A Question of Olive Oil By Mrs Vera West

I am aware that Dr Mercola is a strong critic of the over-consumption of Omega-6 oils, linoleic acid. I may be wrong, as the article I needed to check has now disappeared, but he has a book coming out co-written with Tucker Goodrich on the health dangers of linoleic acid, which they argue is a major contribution to disease. The classic examples here are seed oils, vegetable oils, such as sunflower oil. However, olive oil, which is championed by many in the alternative health network, and in the Mediterranean diet, also contains linoleic acid. Yet, as documented below, olive oil has a case for reducing risk of dying from Alzheimer’s disease, cancer, heart disease or respiratory disease compared to those who rarely or never consumed olive oil, according to research from Harvard University. So, how do we make sense of these seemingly contradictory results? My take is that Dr Mercola is right in general and that the intake of linoleic acid needs to be vastly reduced. However, relative to people consuming a modern diet of processed food, loaded with trans fats, olive oil comes out as a health food, in moderation. It took a bit of effort to get my old brain around all of this. It is all a question of relativity.

https://www.naturalnews.com/2022-08-03-olive-oil-consumption-reduces-risk-of-death.html

“People often make food swaps to improve their overall health and eating habits. According to a study, replacing butter or full-dairy fat with half a tablespoon or more of olive oil can help increase your chances of living longer.

The study was conducted by experts from the Harvard T.H. Chan School of Public Health and published in the American Journal of Cardiology.

Olive oil consumption and reduced risk of disease-related death

The study revealed that people who used seven grams or more (at least half a tablespoon) of olive oil as a dressing or with bread had a reduced risk of dying from Alzheimer’s disease, cancer, heart disease or respiratory disease compared to those who rarely or never consumed olive oil.

Findings also showed that replacing 10 grams a day (about 3/4 tablespoons ) of butter, margarine, mayo or dairy fat with the same amount of olive oil was linked to an impressive eight to 34 percent lower risk of disease-related death.

In a release, lead author Marta Guasch-Ferre explained that their findings support current dietary recommendations to increase the intake of olive oil and other unsaturated vegetable oils.

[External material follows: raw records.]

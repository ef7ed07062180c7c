use std::path::PathBuf;

use thiserror::Error;

use crate::validate::Issue;

/// Result alias used across the crate.
pub type Result<T, E = SettingsError> = std::result::Result<T, E>;

/// Errors raised while loading, merging or interpreting settings.
#[derive(Debug, Error)]
pub enum SettingsError {
    /// The settings file could not be read or written.
    #[error("failed to access {path}: {source}")]
    Io {
        path: PathBuf,
        #[source]
        source: std::io::Error,
    },

    /// The document is not valid JSON.
    #[error("malformed JSON in {path}: {source}")]
    Json {
        path: String,
        #[source]
        source: serde_json::Error,
    },

    /// The document is not valid TOML.
    #[error("malformed TOML in {path}: {source}")]
    Toml {
        path: String,
        #[source]
        source: toml::de::Error,
    },

    /// The settings tree cannot be written as TOML.
    #[error("failed to encode TOML: {0}")]
    TomlSerialize(#[from] toml::ser::Error),

    /// A value has a different type than the schema requires.
    #[error("type mismatch at '{path}': expected {expected}, got {actual}")]
    TypeMismatch {
        path: String,
        expected: String,
        actual: String,
    },

    /// The merged tree does not fit the typed schema.
    #[error("settings do not match the schema at '{path}': {source}")]
    Deserialize {
        path: String,
        #[source]
        source: serde_json::Error,
    },

    /// The settings tree cannot be encoded.
    #[error("failed to encode settings: {0}")]
    Serialize(#[source] serde_json::Error),

    /// The file extension maps to no known format.
    #[error("unsupported settings file extension: {0:?}")]
    UnsupportedFormat(String),

    /// A template references a token that was not provided.
    #[error("template '{template}' references unknown key '{key}'")]
    MissingTemplateKey { template: String, key: String },

    /// A template has an unbalanced brace.
    #[error("template '{0}' is not well formed")]
    MalformedTemplate(String),

    /// A colorspace rule carries a pattern the regex engine rejects.
    #[error("regex input #{index} does not compile: {source}")]
    InvalidRegex {
        index: usize,
        #[source]
        source: fancy_regex::Error,
    },

    /// The document loaded but breaks one or more invariants.
    #[error("{} validation issue(s), first: {}", .0.len(), first_issue(.0))]
    Validation(Vec<Issue>),
}

fn first_issue(issues: &[Issue]) -> String {
    issues.first().map(ToString::to_string).unwrap_or_default()
}

#[cfg(test)]
mod tests {
    use super::*;

    #[test]
    fn validation_message_names_first_issue() {
        let err = SettingsError::Validation(vec![
            Issue::new("load.LoadClip.families", "duplicate family 'plate'"),
            Issue::new("imageio.regexInputs.inputs[0].regex", "empty"),
        ]);
        assert_eq!(
            err.to_string(),
            "2 validation issue(s), first: load.LoadClip.families: duplicate family 'plate'"
        );
    }

    #[test]
    fn deserialize_message_names_key() {
        let source = serde_json::from_str::<u32>("-1").unwrap_err();
        let err = SettingsError::Deserialize {
            path: "create.CreateShotClip.countFrom".into(),
            source,
        };
        assert!(
            err.to_string()
                .starts_with("settings do not match the schema at 'create.CreateShotClip.countFrom'")
        );
    }

    #[test]
    fn serialize_message_is_not_a_schema_error() {
        let source = serde_json::from_str::<u32>("x").unwrap_err();
        let err = SettingsError::Serialize(source);
        assert!(err.to_string().starts_with("failed to encode settings"));
    }

    #[test]
    fn type_mismatch_message() {
        let err = SettingsError::TypeMismatch {
            path: "create.CreateShotClip.countFrom".into(),
            expected: "integer".into(),
            actual: "\"ten\"".into(),
        };
        assert!(err.to_string().contains("expected integer"));
    }
}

Olive oil can boost heart health

Olive oil contains different types of fatty acids, but it’s mostly composed of monounsaturated fats. These healthy fats can reduce low-density lipoprotein (LDL), or bad cholesterol levels.

According to the American Heart Association (AHA), consuming monounsaturated fats can also reduce your risk of heart disease and stroke. This is why health experts recommend using olive oil instead of a less healthy oil or butter.

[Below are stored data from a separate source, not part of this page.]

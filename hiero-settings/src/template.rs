//! Token templates used by naming settings.
//!
//! Templates are plain strings with `{key}` placeholders. A placeholder may
//! index into a nested mapping with `{key[sub]}` (any depth). Doubled braces
//! (`{{`, `}}`) produce literal braces.

use serde_json::Value;

use crate::error::{Result, SettingsError};

/// Render `template` with values taken from the `data` mapping.
///
/// String values are inserted verbatim, numbers and booleans through their
/// JSON text. Missing keys and non-scalar targets are errors.
pub fn format(template: &str, data: &Value) -> Result<String> {
    let mut out = String::with_capacity(template.len());
    let mut chars = template.chars().peekable();

    while let Some(c) = chars.next() {
        match c {
            '{' if chars.peek() == Some(&'{') => {
                chars.next();
                out.push('{');
            }
            '}' if chars.peek() == Some(&'}') => {
                chars.next();
                out.push('}');
            }
            '{' => {
                let mut key = String::new();
                let mut closed = false;
                for k in chars.by_ref() {
                    if k == '}' {
                        closed = true;
                        break;
                    }
                    key.push(k);
                }
                if !closed || key.is_empty() {
                    return Err(SettingsError::MalformedTemplate(template.to_string()));
                }
                out.push_str(&lookup(template, &key, data)?);
            }
            '}' => return Err(SettingsError::MalformedTemplate(template.to_string())),
            c => out.push(c),
        }
    }

    Ok(out)
}

/// Names of the top-level keys a template refers to, in order of appearance.
pub fn keys(template: &str) -> Vec<String> {
    let mut found = Vec::new();
    let mut rest = template;
    while let Some(start) = rest.find('{') {
        let after = &rest[start + 1..];
        if let Some(stripped) = after.strip_prefix('{') {
            rest = stripped;
            continue;
        }
        let Some(end) = after.find('}') else {
            break;
        };
        let key = &after[..end];
        let head = key.split('[').next().unwrap_or(key);
        if !head.is_empty() && !found.iter().any(|k| k == head) {
            found.push(head.to_string());
        }
        rest = &after[end + 1..];
    }
    found
}

fn lookup(template: &str, key: &str, data: &Value) -> Result<String> {
    let missing = || SettingsError::MissingTemplateKey {
        template: template.to_string(),
        key: key.to_string(),
    };

    let mut parts = key.split('[');
    let head = parts.next().unwrap_or_default();
    let mut current = data.get(head).ok_or_else(missing)?;
    for part in parts {
        let sub = part.strip_suffix(']').ok_or_else(missing)?;
        current = match current {
            Value::Array(items) => sub.parse::<usize>().ok().and_then(|i| items.get(i)),
            other => other.get(sub),
        }
        .ok_or_else(missing)?;
    }

    match current {
        Value::String(s) => Ok(s.clone()),
        Value::Number(n) => Ok(n.to_string()),
        Value::Bool(b) => Ok(b.to_string()),
        _ => Err(missing()),
    }
}

#[cfg(test)]
mod tests {
    use serde_json::json;

    use super::*;

    #[test]
    fn test_flat_tokens() {
        let data = json!({"asset": "sh010", "subset": "plateMain", "representation": "mov"});
        let s = format("{asset}_{subset}_{representation}", &data).unwrap();
        assert_eq!(s, "sh010_plateMain_mov");
    }

    #[test]
    fn test_nested_tokens() {
        let data = json!({"folder": {"name": "sh020"}, "tags": ["a", "b"]});
        assert_eq!(format("{folder[name]}-{tags[1]}", &data).unwrap(), "sh020-b");
    }

    #[test]
    fn test_escaped_braces() {
        let data = json!({"x": 3});
        assert_eq!(format("{{{x}}}", &data).unwrap(), "{3}");
    }

    #[test]
    fn test_missing_key() {
        let err = format("{folder}/{sequence}", &json!({"folder": "shots"})).unwrap_err();
        assert!(matches!(
            err,
            SettingsError::MissingTemplateKey { ref key, .. } if key == "sequence"
        ));
    }

    #[test]
    fn test_unbalanced() {
        assert!(matches!(
            format("{folder", &json!({"folder": "a"})),
            Err(SettingsError::MalformedTemplate(_))
        ));
        assert!(matches!(
            format("folder}", &json!({})),
            Err(SettingsError::MalformedTemplate(_))
        ));
    }

    #[test]
    fn test_keys() {
        assert_eq!(
            keys("{track}{sequence}{shot}{track}"),
            vec!["track", "sequence", "shot"]
        );
        assert_eq!(keys("{folder[name]}_{{x}}"), vec!["folder"]);
    }
}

Olive oil is chock-full of powerful antioxidants, which are biologically active and can reduce your risk of chronic diseases.

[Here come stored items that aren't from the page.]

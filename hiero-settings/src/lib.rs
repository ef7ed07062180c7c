//! # hiero-settings
//!
//! Typed default settings of the Hiero pipeline integration.
//!
//! The settings document is a single JSON object holding the color
//! management policy, shot creation templates, clip loading filters,
//! publish plugin toggles and the tools menu. This crate provides the
//! schema, a loader that fills in defaults, validation, and the accessors
//! host-side code uses.
//!
//! ## Quick Start
//!
//! ```rust,no_run
//! use hiero_settings::HieroSettings;
//!
//! let settings = HieroSettings::load_or_default("hiero.json").unwrap();
//! assert_eq!(settings.working_space(), "linear");
//!
//! if settings.is_publish_step_enabled("CollectInstanceVersion") {
//!     // run the collector
//! }
//! ```
//!
//! ## Modules
//!
//! - [`settings`] - Root document, loading, saving and accessors
//! - [`imageio`] - Color management
//! - [`create`] - Shot creation naming and numbering
//! - [`load`] - Clip loading filters
//! - [`publish`] - Publish plugin toggles
//! - [`menu`] - Tools menu definition
//! - [`template`] - `{token}` template rendering
//! - [`tree`] - Key-path access and layer merging on raw trees
//! - [`validate`] - Invariant checks
//! - [`error`] - Error type

#[macro_use]
extern crate log;

/// Shot creation settings.
pub mod create;

/// Error types and result alias.
pub mod error;

/// Color management settings.
pub mod imageio;

/// Loader plugin settings.
pub mod load;

/// Tools menu definition.
pub mod menu;

/// Publish plugin toggles.
pub mod publish;

/// Root settings document.
pub mod settings;

/// `{token}` template rendering.
pub mod template;

/// Key-path access and deep merge over raw JSON trees.
pub mod tree;

/// Invariant checks on loaded settings.
pub mod validate;

pub use error::{Result, SettingsError};
pub use settings::{DEFAULT_SETTINGS_JSON, Format, HieroSettings, SETTINGS_PATH_ENV};
pub use validate::Issue;
pub use serde_json::Value;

Antioxidants also help protect against inflammation and protect cholesterol from oxidation. These actions can help lower your risk of heart disease.

Olive oil consumption linked to other healthy behaviors

For the study, the researchers analyzed data from 60,582 healthy adult women and 31,801 healthy adult men from the Nurses’ Health Study and the Health Professionals Follow-up Study.

During the 28-year follow-up, the volunteers had a diet assessment every four years that asked them how often they consumed certain foods, fats and oils on average. The assessment also checked which brand or type of oils they used for cooking or at the table.

The researchers noticed a trend over time: The volunteers’ olive oil consumption more than doubled from 1990 to 2010, from 1.6 grams to four grams. Within the same period, margarine use decreased from 12 grams a day in 1990 to four grams a day in 2010. The use of other types of fat remained about the same.

The researchers also found that participants who consumed more olive oil were more likely to be physically active, of Southern European or Mediterranean ancestry, and a nonsmoker. These participants also reported eating more fruits and vegetables than those who consumed less olive oil.

Volunteers who consumed the most olive oil enjoyed a:

  • 19 percent lower risk of cardiovascular mortality
  • 17 percent lower risk of cancer mortality
  • 18 percent lower risk of respiratory (e.g., influenza, pneumonia, chronic obstructive pulmonary disease) mortality
  • 29 percent lower risk of neurodegenerative (e.g., Alzheimer’s, Parkinson’s) mortality

Olive oil and other healthy fats boost brain health

Suzanne Craft, professor of medicine and co-director of the Sticht Center for Healthy Aging and Alzheimer’s Prevention at Wake Forest School of Medicine in North Carolina, said that the study adds to the growing body of data on the importance of diet and healthy fats for brain health.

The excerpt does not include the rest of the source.